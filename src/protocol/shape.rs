//! Declarative frame matchers.
//!
//! The protocol has no request IDs, so responses are recognized by their
//! shape: a caller declares what a matching payload looks like, and every
//! inbound envelope is tested against it. A [`Shape`] bundles that test
//! with the conversion into a typed value.
//!
//! Non-conforming frames are a non-match, never an error - most frames
//! are irrelevant to most listeners by design.

// ============================================================================
// Imports
// ============================================================================

use std::fmt;
use std::sync::Arc;

use serde::de::DeserializeOwned;

use super::packet::Packet;
use super::status::StatusCode;

// ============================================================================
// Shape
// ============================================================================

/// A matcher from an inbound [`Packet`] to a typed value.
///
/// Cheap to clone; the underlying matcher is shared.
pub struct Shape<T> {
    matcher: Arc<dyn Fn(&Packet) -> Option<T> + Send + Sync>,
}

impl<T> Clone for Shape<T> {
    fn clone(&self) -> Self {
        Self {
            matcher: Arc::clone(&self.matcher),
        }
    }
}

impl<T> fmt::Debug for Shape<T> {
    fn fmt(&self, f: &mut fmt::Formatter<'_>) -> fmt::Result {
        f.debug_struct("Shape").finish_non_exhaustive()
    }
}

impl<T> Shape<T> {
    /// Creates a shape from a custom matcher closure.
    pub fn new(matcher: impl Fn(&Packet) -> Option<T> + Send + Sync + 'static) -> Self {
        Self {
            matcher: Arc::new(matcher),
        }
    }

    /// Tests a packet against this shape.
    ///
    /// Returns the typed value on a match, `None` otherwise.
    #[inline]
    #[must_use]
    pub fn matches(&self, packet: &Packet) -> Option<T> {
        (self.matcher)(packet)
    }
}

// ============================================================================
// Constructors
// ============================================================================

impl<T: DeserializeOwned + 'static> Shape<T> {
    /// Matches `{ "cmd": <cmd>, "val": <T> }`.
    #[must_use]
    pub fn command(cmd: impl Into<String>) -> Self {
        let cmd = cmd.into();
        Self::new(move |packet| {
            if packet.cmd != cmd {
                return None;
            }
            serde_json::from_value(packet.val.clone()).ok()
        })
    }

    /// Matches `{ "cmd": "direct", "val": <T> }`.
    #[inline]
    #[must_use]
    pub fn direct() -> Self {
        Self::command("direct")
    }

    /// Matches `{ "cmd": "direct", "val": { "mode": <mode>, ... <T> } }`.
    ///
    /// The `mode` discriminator is how the server tags payloads nested in
    /// `direct` envelopes; the remaining fields deserialize into `T`.
    #[must_use]
    pub fn direct_mode(mode: impl Into<String>) -> Self {
        let mode = mode.into();
        Self::new(move |packet| {
            if packet.cmd != "direct" {
                return None;
            }
            if packet.val.get("mode").and_then(|m| m.as_str()) != Some(mode.as_str()) {
                return None;
            }
            serde_json::from_value(packet.val.clone()).ok()
        })
    }
}

impl Shape<StatusCode> {
    /// Matches `statuscode` envelopes carrying a request-failing code.
    ///
    /// This is the error half of every [`send`](crate::Client::send) race.
    #[must_use]
    pub fn status_error() -> Self {
        Self::new(|packet| {
            if packet.cmd != "statuscode" {
                return None;
            }
            let status = StatusCode::parse(packet.val_str()?)?;
            status.is_error().then_some(status)
        })
    }

    /// Matches every parseable `statuscode` envelope, errors included.
    #[must_use]
    pub fn status_any() -> Self {
        Self::new(|packet| {
            if packet.cmd != "statuscode" {
                return None;
            }
            StatusCode::parse(packet.val_str()?)
        })
    }
}

// ============================================================================
// Tests
// ============================================================================

#[cfg(test)]
mod tests {
    use super::*;
    use serde::Deserialize;
    use serde_json::json;

    #[derive(Debug, PartialEq, Deserialize)]
    struct Greeting {
        text: String,
    }

    #[test]
    fn test_command_shape_matches() {
        let shape = Shape::<Greeting>::command("hello");
        let packet = Packet::new("hello", json!({ "text": "hi" }));

        let greeting = shape.matches(&packet).expect("match");
        assert_eq!(greeting.text, "hi");
    }

    #[test]
    fn test_command_shape_rejects_other_cmd() {
        let shape = Shape::<Greeting>::command("hello");
        let packet = Packet::new("goodbye", json!({ "text": "hi" }));
        assert!(shape.matches(&packet).is_none());
    }

    #[test]
    fn test_command_shape_rejects_nonconforming_payload() {
        let shape = Shape::<Greeting>::command("hello");
        let packet = Packet::new("hello", json!({ "unrelated": 3 }));
        assert!(shape.matches(&packet).is_none());
    }

    #[test]
    fn test_direct_mode_requires_discriminator() {
        #[derive(Debug, Deserialize)]
        struct Payload {
            payload: u32,
        }

        let shape = Shape::<Payload>::direct_mode("auth");
        let hit = Packet::new("direct", json!({ "mode": "auth", "payload": 7 }));
        let wrong_mode = Packet::new("direct", json!({ "mode": "other", "payload": 7 }));
        let wrong_cmd = Packet::new("ulist", json!({ "mode": "auth", "payload": 7 }));

        assert_eq!(shape.matches(&hit).map(|p| p.payload), Some(7));
        assert!(shape.matches(&wrong_mode).is_none());
        assert!(shape.matches(&wrong_cmd).is_none());
    }

    #[test]
    fn test_status_error_shape() {
        let shape = Shape::status_error();

        let error = Packet::new("statuscode", "E:103 | ID conflict");
        assert!(shape.matches(&error).is_some());

        let ok = Packet::new("statuscode", "I:100 | OK");
        assert!(shape.matches(&ok).is_none());

        let not_a_status = Packet::new("direct", "E:103");
        assert!(shape.matches(&not_a_status).is_none());
    }

    #[test]
    fn test_status_any_shape() {
        let shape = Shape::status_any();
        let ok = Packet::new("statuscode", "I:100 | OK");
        assert_eq!(shape.matches(&ok).map(|s| s.code), Some(100));
    }

    #[test]
    fn test_shape_is_cloneable() {
        let shape = Shape::<Greeting>::command("hello");
        let clone = shape.clone();
        let packet = Packet::new("hello", json!({ "text": "hi" }));
        assert!(clone.matches(&packet).is_some());
    }
}
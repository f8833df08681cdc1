//! Cloudlink client - async client for the Meower realtime protocol.
//!
//! This library maintains one persistent WebSocket to a Cloudlink server
//! and turns its ID-less wire protocol into ordinary request/response
//! calls and typed event streams.
//!
//! # Architecture
//!
//! The protocol carries no request identifiers, so correlation is by
//! shape: a request registers matchers for its expected success payload
//! and for server error codes, and every inbound envelope is tested
//! against all active matchers in registration order.
//!
//! - Each [`Client`] owns: one connection + dispatch loop + keepalive
//! - Requests race success shape vs. error shape vs. timeout, exactly one
//!   of which resolves each call
//! - [`Session`] replays persisted credentials across reconnects, so the
//!   logical session survives transport restarts
//!
//! # Quick Start
//!
//! ```no_run
//! use std::sync::Arc;
//! use cloudlink_client::{
//!     Client, ClientConfig, MemoryCredentialStore, PresenceFeed, Result, Session, UserPrompt,
//! };
//!
//! # async fn example(prompt: Arc<dyn UserPrompt>) -> Result<()> {
//! let config = ClientConfig::parse("wss://api.meower.org/v0/cloudlink")?;
//! let client = Client::new(config)?;
//!
//! // Track who is online
//! let presence = PresenceFeed::attach(&client);
//!
//! // Log in; the session re-authenticates by itself after reconnects
//! let session = Session::new(
//!     client,
//!     Arc::new(MemoryCredentialStore::new()),
//!     prompt,
//! );
//! session.start().await?;
//! session.login("alice", "secret").await?;
//!
//! println!("online: {:?}", presence.online_users());
//! # Ok(())
//! # }
//! ```
//!
//! # Modules
//!
//! | Module | Description |
//! |--------|-------------|
//! | [`client`] | Correlation engine: [`Client`], subscriptions, readiness |
//! | [`config`] | Endpoint and timing configuration |
//! | [`error`] | Error types and [`Result`] alias |
//! | [`protocol`] | Wire envelopes and shape matchers |
//! | [`session`] | Session bootstrap and credential replay |
//! | [`transport`] | WebSocket connection (internal plumbing) |

// ============================================================================
// Modules
// ============================================================================

/// Correlation engine: the client, subscriptions, and readiness gate.
pub mod client;

/// Endpoint and timing configuration.
pub mod config;

/// Error types and result aliases.
///
/// All fallible operations return [`Result<T>`] which uses [`Error`].
pub mod error;

/// Wire protocol message types and shape matchers.
pub mod protocol;

/// Session bootstrap and credential replay.
pub mod session;

/// WebSocket transport layer.
pub mod transport;

#[cfg(test)]
mod testutil;

// ============================================================================
// Re-exports
// ============================================================================

// Client types
pub use client::{Client, ConnectionLost, ListenerId, PendingMatch, PresenceFeed, Subscription};

// Configuration
pub use config::ClientConfig;

// Error types
pub use error::{Error, Result};

// Protocol types
pub use protocol::{
    AuthPayload, AuthRequest, AuthResponse, Packet, Relationship, RelationshipPush,
    RelationshipState, Shape, StatusCode, StatusKind,
};

// Session types
pub use session::{
    CredentialStore, MemoryCredentialStore, Session, SessionState, UserPrompt,
};

// Transport types
pub use transport::ConnectionState;
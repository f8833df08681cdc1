//! Listener registry and frame dispatch.
//!
//! Every inbound envelope is tested, in listener-registration order,
//! against every active listener's shape. A request in flight is two
//! one-shot listeners racing each other (success path, error path);
//! subscriptions are the same machinery with a stream sink and, usually,
//! the continuous flag.
//!
//! A listener whose receiving end is gone delivers nothing on its next
//! match and is swept from the registry at that point. This is what makes
//! a late response to an already timed-out request a no-op.

// ============================================================================
// Imports
// ============================================================================

use std::fmt;

use parking_lot::Mutex;
use tokio::sync::{mpsc, oneshot};
use tracing::trace;
use uuid::Uuid;

use crate::protocol::{Packet, Shape};

// ============================================================================
// ListenerId
// ============================================================================

/// Opaque handle identifying a registered listener.
#[derive(Debug, Clone, Copy, PartialEq, Eq, Hash)]
pub struct ListenerId(Uuid);

impl ListenerId {
    /// Generates a fresh id.
    #[inline]
    #[must_use]
    fn generate() -> Self {
        Self(Uuid::new_v4())
    }
}

impl fmt::Display for ListenerId {
    fn fmt(&self, f: &mut fmt::Formatter<'_>) -> fmt::Result {
        self.0.fmt(f)
    }
}

// ============================================================================
// Delivery
// ============================================================================

/// Outcome of testing one frame against one listener.
pub(crate) enum Delivery {
    /// Shape did not match; the listener stays.
    NoMatch,
    /// Matched and delivered; a continuous listener stays.
    Delivered,
    /// Matched and delivered; a one-shot listener is finished.
    Done,
    /// Matched but the receiver is gone; sweep the listener.
    Lapsed,
}

/// A type-erased listener: shape test plus delivery in one closure.
pub(crate) type ListenerFn = Box<dyn FnMut(&Packet) -> Delivery + Send>;

// ============================================================================
// ListenerRegistry
// ============================================================================

/// Insertion-ordered set of active listeners.
pub(crate) struct ListenerRegistry {
    entries: Mutex<Vec<(ListenerId, ListenerFn)>>,
}

impl ListenerRegistry {
    /// Creates an empty registry.
    pub fn new() -> Self {
        Self {
            entries: Mutex::new(Vec::new()),
        }
    }

    /// Registers a listener at the end of the dispatch order.
    pub fn insert(&self, listener: ListenerFn) -> ListenerId {
        let id = ListenerId::generate();
        self.entries.lock().push((id, listener));
        id
    }

    /// Removes a listener by id.
    ///
    /// Returns `false` if it was already gone.
    pub fn remove(&self, id: ListenerId) -> bool {
        let mut entries = self.entries.lock();
        let before = entries.len();
        entries.retain(|(entry_id, _)| *entry_id != id);
        entries.len() != before
    }

    /// Returns the number of active listeners.
    pub fn len(&self) -> usize {
        self.entries.lock().len()
    }

    /// Tests one frame against every active listener, in order.
    ///
    /// Returns the number of deliveries.
    pub fn dispatch(&self, packet: &Packet) -> usize {
        let mut delivered = 0;

        let mut entries = self.entries.lock();
        entries.retain_mut(|(id, listener)| match listener(packet) {
            Delivery::NoMatch => true,
            Delivery::Delivered => {
                delivered += 1;
                true
            }
            Delivery::Done => {
                delivered += 1;
                trace!(listener = %id, "one-shot listener finished");
                false
            }
            Delivery::Lapsed => {
                trace!(listener = %id, "listener receiver gone, sweeping");
                false
            }
        });

        delivered
    }
}

// ============================================================================
// ListenerRegistry - Typed Registration
// ============================================================================

impl ListenerRegistry {
    /// Registers a one-shot listener for a shape.
    ///
    /// The receiver resolves with the first matching frame; the listener
    /// deregisters itself at that point.
    pub fn register_once<T: Send + 'static>(
        &self,
        shape: Shape<T>,
    ) -> (ListenerId, oneshot::Receiver<T>) {
        let (tx, rx) = oneshot::channel();
        let mut tx = Some(tx);

        let id = self.insert(Box::new(move |packet| {
            let Some(value) = shape.matches(packet) else {
                return Delivery::NoMatch;
            };
            match tx.take() {
                Some(sender) => match sender.send(value) {
                    Ok(()) => Delivery::Done,
                    Err(_) => Delivery::Lapsed,
                },
                None => Delivery::Lapsed,
            }
        }));

        (id, rx)
    }

    /// Registers a continuous listener for a shape.
    ///
    /// The receiver yields every matching frame until it is dropped.
    pub fn register_stream<T: Send + 'static>(
        &self,
        shape: Shape<T>,
    ) -> (ListenerId, mpsc::UnboundedReceiver<T>) {
        let (tx, rx) = mpsc::unbounded_channel();

        let id = self.insert(Box::new(move |packet| {
            let Some(value) = shape.matches(packet) else {
                return Delivery::NoMatch;
            };
            match tx.send(value) {
                Ok(()) => Delivery::Delivered,
                Err(_) => Delivery::Lapsed,
            }
        }));

        (id, rx)
    }
}

// ============================================================================
// Tests
// ============================================================================

#[cfg(test)]
mod tests {
    use super::*;

    use serde_json::json;

    fn ulist(val: &str) -> Packet {
        Packet::new("ulist", val)
    }

    #[test]
    fn test_dispatch_is_in_registration_order() {
        let registry = ListenerRegistry::new();
        let log = std::sync::Arc::new(Mutex::new(Vec::new()));

        for name in ["first", "second", "third"] {
            let log = std::sync::Arc::clone(&log);
            registry.insert(Box::new(move |_| {
                log.lock().push(name);
                Delivery::Delivered
            }));
        }

        registry.dispatch(&ulist(";"));
        assert_eq!(*log.lock(), vec!["first", "second", "third"]);
    }

    #[test]
    fn test_one_shot_listener_fires_once() {
        let registry = ListenerRegistry::new();
        let (_id, mut rx) = registry.register_once(crate::protocol::ulist_shape());

        assert_eq!(registry.dispatch(&ulist("alice;")), 1);
        assert_eq!(registry.len(), 0);

        // A second matching frame has nobody left to hear it.
        assert_eq!(registry.dispatch(&ulist("bob;")), 0);
        assert_eq!(rx.try_recv().expect("value"), vec!["alice".to_string()]);
    }

    #[test]
    fn test_continuous_listener_keeps_firing() {
        let registry = ListenerRegistry::new();
        let (_id, mut rx) = registry.register_stream(crate::protocol::ulist_shape());

        registry.dispatch(&ulist("alice;"));
        registry.dispatch(&ulist("bob;"));

        assert_eq!(rx.try_recv().expect("first"), vec!["alice".to_string()]);
        assert_eq!(rx.try_recv().expect("second"), vec!["bob".to_string()]);
        assert_eq!(registry.len(), 1);
    }

    #[test]
    fn test_non_matching_frames_are_ignored() {
        let registry = ListenerRegistry::new();
        let (_id, mut rx) = registry.register_once(crate::protocol::ulist_shape());

        assert_eq!(
            registry.dispatch(&Packet::new("statuscode", "I:100 | OK")),
            0
        );
        assert_eq!(registry.len(), 1);
        assert!(rx.try_recv().is_err());
    }

    #[test]
    fn test_dropped_receiver_is_swept_on_next_match() {
        let registry = ListenerRegistry::new();
        let (_id, rx) = registry.register_once(crate::protocol::ulist_shape());
        drop(rx);

        // Still registered: the sweep is lazy.
        assert_eq!(registry.len(), 1);

        // Non-matching traffic leaves it alone.
        registry.dispatch(&Packet::new("direct", json!({})));
        assert_eq!(registry.len(), 1);

        // The next matching frame delivers nothing and sweeps it.
        assert_eq!(registry.dispatch(&ulist("alice;")), 0);
        assert_eq!(registry.len(), 0);
    }

    #[test]
    fn test_remove_by_id() {
        let registry = ListenerRegistry::new();
        let (id, _rx) = registry.register_once(crate::protocol::ulist_shape());

        assert!(registry.remove(id));
        assert!(!registry.remove(id));
        assert_eq!(registry.len(), 0);
    }

    #[test]
    fn test_frame_matching_two_listeners_reaches_both() {
        let registry = ListenerRegistry::new();
        let (_a, mut rx_a) = registry.register_stream(crate::protocol::ulist_shape());
        let (_b, mut rx_b) = registry.register_once(crate::protocol::ulist_shape());

        assert_eq!(registry.dispatch(&ulist("alice;")), 2);
        assert!(rx_a.try_recv().is_ok());
        assert!(rx_b.try_recv().is_ok());
    }
}
//! Error types for the Cloudlink client.
//!
//! This module defines all error types used throughout the crate.
//!
//! # Usage
//!
//! All fallible operations return [`Result<T>`] which uses [`Error`]:
//!
//! ```ignore
//! use cloudlink_client::{Result, Error};
//!
//! async fn example(session: &Session) -> Result<()> {
//!     let payload = session.login("alice", "secret").await?;
//!     println!("logged in as {}", payload.username);
//!     Ok(())
//! }
//! ```
//!
//! # Error Categories
//!
//! | Category | Variants |
//! |----------|----------|
//! | Configuration | [`Error::Config`] |
//! | Connection | [`Error::Connection`], [`Error::NotConnected`] |
//! | Request | [`Error::Status`], [`Error::RequestTimeout`] |
//! | Protocol | [`Error::Protocol`] |
//! | External | [`Error::Json`], [`Error::ChannelClosed`] |

// ============================================================================
// Imports
// ============================================================================

use std::result::Result as StdResult;

use thiserror::Error;
use tokio::sync::oneshot::error::RecvError;

use crate::protocol::StatusCode;

// ============================================================================
// Result Alias
// ============================================================================

/// Result type alias using crate [`enum@Error`].
///
/// All fallible operations in this crate return this type.
pub type Result<T> = StdResult<T, Error>;

// ============================================================================
// Error Enum
// ============================================================================

/// Main error type for the crate.
///
/// Each variant includes relevant context for debugging.
#[derive(Error, Debug)]
pub enum Error {
    // ========================================================================
    // Configuration Errors
    // ========================================================================
    /// Configuration error.
    ///
    /// Returned when client configuration is invalid.
    #[error("Configuration error: {message}")]
    Config {
        /// Description of the configuration error.
        message: String,
    },

    // ========================================================================
    // Connection Errors
    // ========================================================================
    /// WebSocket connection failed.
    ///
    /// Returned when the connection cannot be established.
    #[error("Connection failed: {message}")]
    Connection {
        /// Description of the connection error.
        message: String,
    },

    /// Send attempted before the connection was open.
    ///
    /// Callers gate sends on readiness; hitting this means the gate was
    /// bypassed or the connection dropped in between.
    #[error("Not connected")]
    NotConnected,

    // ========================================================================
    // Request Errors
    // ========================================================================
    /// The server rejected the request with a status code.
    ///
    /// Carries the raw code string so caller-specific handling decides
    /// user visibility.
    #[error("Request rejected: {status}")]
    Status {
        /// The parsed status code.
        status: StatusCode,
    },

    /// No matching response arrived within the request timeout.
    ///
    /// Distinct from [`Error::Status`] so callers can retry and give up
    /// differently.
    #[error("Request timed out after {timeout_ms}ms")]
    RequestTimeout {
        /// Milliseconds waited before timeout.
        timeout_ms: u64,
    },

    // ========================================================================
    // Protocol Errors
    // ========================================================================
    /// Protocol or session-state violation.
    #[error("Protocol error: {message}")]
    Protocol {
        /// Description of the violation.
        message: String,
    },

    // ========================================================================
    // External Errors
    // ========================================================================
    /// JSON serialization error.
    #[error("JSON error: {0}")]
    Json(#[from] serde_json::Error),

    /// Channel receive error.
    #[error("Channel closed")]
    ChannelClosed(#[from] RecvError),
}

// ============================================================================
// Error Constructors
// ============================================================================

impl Error {
    /// Creates a configuration error.
    #[inline]
    pub fn config(message: impl Into<String>) -> Self {
        Self::Config {
            message: message.into(),
        }
    }

    /// Creates a connection error.
    #[inline]
    pub fn connection(message: impl Into<String>) -> Self {
        Self::Connection {
            message: message.into(),
        }
    }

    /// Creates a protocol error.
    #[inline]
    pub fn protocol(message: impl Into<String>) -> Self {
        Self::Protocol {
            message: message.into(),
        }
    }

    /// Creates a status rejection error.
    #[inline]
    pub fn status(status: StatusCode) -> Self {
        Self::Status { status }
    }

    /// Creates a request timeout error.
    #[inline]
    pub fn request_timeout(timeout_ms: u64) -> Self {
        Self::RequestTimeout { timeout_ms }
    }
}

// ============================================================================
// Error Predicates
// ============================================================================

impl Error {
    /// Returns `true` if this is a timeout error.
    #[inline]
    #[must_use]
    pub fn is_timeout(&self) -> bool {
        matches!(self, Self::RequestTimeout { .. })
    }

    /// Returns `true` if this is a connection-level error.
    #[inline]
    #[must_use]
    pub fn is_connection_error(&self) -> bool {
        matches!(self, Self::Connection { .. } | Self::NotConnected)
    }

    /// Returns the server status code, if this is a status rejection.
    #[inline]
    #[must_use]
    pub fn status_code(&self) -> Option<&StatusCode> {
        match self {
            Self::Status { status } => Some(status),
            _ => None,
        }
    }

    /// Returns `true` if this error may succeed on retry.
    #[inline]
    #[must_use]
    pub fn is_recoverable(&self) -> bool {
        self.is_timeout() || self.is_connection_error()
    }
}

// ============================================================================
// Tests
// ============================================================================
//! Live online-user snapshot.
//!
//! The server pushes the full online list unsolicited; this feed keeps
//! the latest snapshot available synchronously.

// ============================================================================
// Imports
// ============================================================================

use std::sync::Arc;

use parking_lot::Mutex;
use tokio::task::JoinHandle;
use tracing::trace;

use crate::protocol::ulist_shape;

use super::Client;

// ============================================================================
// PresenceFeed
// ============================================================================

/// Continuously updated view of who is online.
///
/// Seeded empty; each `ulist` push replaces the whole snapshot.
pub struct PresenceFeed {
    online: Arc<Mutex<Vec<String>>>,
    task: JoinHandle<()>,
}

impl PresenceFeed {
    /// Attaches a presence feed to a client.
    #[must_use]
    pub fn attach(client: &Client) -> Self {
        let mut subscription = client.subscribe(ulist_shape());
        let online = Arc::new(Mutex::new(Vec::new()));

        let snapshot = Arc::clone(&online);
        let task = tokio::spawn(async move {
            while let Some(users) = subscription.next().await {
                trace!(count = users.len(), "presence updated");
                *snapshot.lock() = users;
            }
        });

        Self { online, task }
    }

    /// Returns the latest online-user snapshot.
    #[must_use]
    pub fn online_users(&self) -> Vec<String> {
        self.online.lock().clone()
    }

    /// Returns `true` if a user is in the latest snapshot.
    #[must_use]
    pub fn is_online(&self, username: &str) -> bool {
        self.online.lock().iter().any(|user| user == username)
    }

    /// Stops tracking.
    pub fn detach(&self) {
        self.task.abort();
    }
}

// ============================================================================
// Tests
// ============================================================================

#[cfg(test)]
mod tests {
    use super::*;

    use serde_json::json;

    use crate::config::ClientConfig;
    use crate::testutil::{TestServer, wait_until};

    #[tokio::test]
    async fn test_feed_tracks_ulist_pushes() {
        let server = TestServer::bind().await;
        let client = Client::new(ClientConfig::new(server.url())).expect("client");
        let feed = PresenceFeed::attach(&client);

        assert!(feed.online_users().is_empty());

        let (mut conn, ()) = tokio::join!(server.accept(), async {
            client.connect().await.expect("connect");
        });

        conn.send_json(&json!({ "cmd": "ulist", "val": "alice;bob;" }))
            .await;
        wait_until("first ulist", || feed.online_users().len() == 2).await;
        assert!(feed.is_online("alice"));
        assert!(feed.is_online("bob"));

        conn.send_json(&json!({ "cmd": "ulist", "val": ";" })).await;
        wait_until("empty ulist", || feed.online_users().is_empty()).await;
        assert!(!feed.is_online("alice"));

        feed.detach();
        client.close();
    }
}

* * * *

◆ Directions
Look for the word "engine" throughout the material above and copy every line that has it.

◆ Result for this exercise
//! | [`client`] | Correlation engine: [`Client`], subscriptions, readiness |
/// Correlation engine: the client, subscriptions, and readiness gate.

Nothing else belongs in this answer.